Experten: „Eklatante Impfdefizite“ in Deutschland
Mittwoch, 6. Dezember 2006
Berlin - In Deutschland lassen sich aus Sicht von Experten immer noch zu wenig Menschen impfen. Das liege unter anderem daran, dass der Nutzen einer Impfung meist nicht wahrgenommen werde, sagte Heinz-Josef Schmitt von der Ständigen Impfkommission (STIKO) am Mittwoch in Berlin. Zudem gebe es in Deutschland zwar Impfempfehlungen, aber kein zentralisiertes Impfprogramm wie beispielsweise in England. Erfolge gebe es hierzulande beispielsweise bei der Bekämpfung von Diphterie und Kinderlähmung. Pocken seien mittlerweile ausgerottet. Dennoch habe Deutschland „eklatante Impfdefizite“ vorzuweisen, sagte Schmitt.
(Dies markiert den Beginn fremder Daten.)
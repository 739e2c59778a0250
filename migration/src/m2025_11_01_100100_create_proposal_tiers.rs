//! Migration to create sponsorship tiers and their benefits.
//!
//! Both tables carry a `position` column; display order is
//! `(position, created_at)`.

use sea_orm_migration::prelude::*;

#[derive(DeriveMigrationName)]
pub struct Migration;

#[async_trait::async_trait]
impl MigrationTrait for Migration {
    async fn up(&self, manager: &SchemaManager) -> Result<(), DbErr> {
        manager
            .create_table(
                Table::create()
                    .table(ProposalTiers::Table)
                    .if_not_exists()
                    .col(
                        ColumnDef::new(ProposalTiers::Id)
                            .uuid()
                            .not_null()
                            .primary_key(),
                    )
                    .col(ColumnDef::new(ProposalTiers::ProposalId).uuid().not_null())
                    .col(ColumnDef::new(ProposalTiers::Name).text().not_null())
                    .col(ColumnDef::new(ProposalTiers::PriceCents).big_integer().null())
                    .col(
                        ColumnDef::new(ProposalTiers::Position)
                            .integer()
                            .not_null()
                            .default(0),
                    )
                    .col(
                        ColumnDef::new(ProposalTiers::CreatedAt)
                            .timestamp_with_time_zone()
                            .not_null()
                            .default(Expr::current_timestamp()),
                    )
                    .foreign_key(
                        ForeignKey::create()
                            .name("fk_proposal_tiers_proposal_id")
                            .from(ProposalTiers::Table, ProposalTiers::ProposalId)
                            .to(Proposals::Table, Proposals::Id)
                            .on_delete(ForeignKeyAction::Cascade),
                    )
                    .to_owned(),
            )
            .await?;

        manager
            .create_index(
                Index::create()
                    .name("idx_proposal_tiers_proposal_position")
                    .table(ProposalTiers::Table)
                    .col(ProposalTiers::ProposalId)
                    .col(ProposalTiers::Position)
                    .to_owned(),
            )
            .await?;

        manager
            .create_table(
                Table::create()
                    .table(TierBenefits::Table)
                    .if_not_exists()
                    .col(
                        ColumnDef::new(TierBenefits::Id)
                            .uuid()
                            .not_null()
                            .primary_key(),
                    )
                    .col(ColumnDef::new(TierBenefits::TierId).uuid().not_null())
                    .col(ColumnDef::new(TierBenefits::Description).text().not_null())
                    .col(
                        ColumnDef::new(TierBenefits::Position)
                            .integer()
                            .not_null()
                            .default(0),
                    )
                    .col(
                        ColumnDef::new(TierBenefits::CreatedAt)
                            .timestamp_with_time_zone()
                            .not_null()
                            .default(Expr::current_timestamp()),
                    )
                    .foreign_key(
                        ForeignKey::create()
                            .name("fk_tier_benefits_tier_id")
                            .from(TierBenefits::Table, TierBenefits::TierId)
                            .to(ProposalTiers::Table, ProposalTiers::Id)
                            .on_delete(ForeignKeyAction::Cascade),
                    )
                    .to_owned(),
            )
            .await?;

        manager
            .create_index(
                Index::create()
                    .name("idx_tier_benefits_tier_position")
                    .table(TierBenefits::Table)
                    .col(TierBenefits::TierId)
                    .col(TierBenefits::Position)
                    .to_owned(),
            )
            .await?;

        Ok(())
    }

    async fn down(&self, manager: &SchemaManager) -> Result<(), DbErr> {
        manager
            .drop_index(
                Index::drop()
                    .name("idx_tier_benefits_tier_position")
                    .to_owned(),
            )
            .await?;
        manager
            .drop_table(Table::drop().table(TierBenefits::Table).to_owned())
            .await?;

        manager
            .drop_index(
                Index::drop()
                    .name("idx_proposal_tiers_proposal_position")
                    .to_owned(),
            )
            .await?;
        manager
            .drop_table(Table::drop().table(ProposalTiers::Table).to_owned())
            .await
    }
}

#[derive(DeriveIden)]
enum ProposalTiers {
    Table,
    Id,
    ProposalId,
    Name,
    PriceCents,
    Position,
    CreatedAt,
}

#[derive(DeriveIden)]
enum TierBenefits {
    Table,
    Id,
    TierId,
    Description,
    Position,
    CreatedAt,
}

#[derive(DeriveIden)]
enum Proposals {
    Table,
    Id,
}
Christiane Meyer von der STIKO am Robert-Koch-Institut betonte, dass die so genannte Durchimpfungsrate bei Kindern in den vergangenen Jahren zwar deutlich angestiegen sei. Große Lücken bestünden aber bei Impfungen gegen Hepathitis B, Masern, Mumps, Röteln und Keuchhusten. Gegen Influenza seien nur 50 bis 60 Prozent der Risikogruppen geimpft.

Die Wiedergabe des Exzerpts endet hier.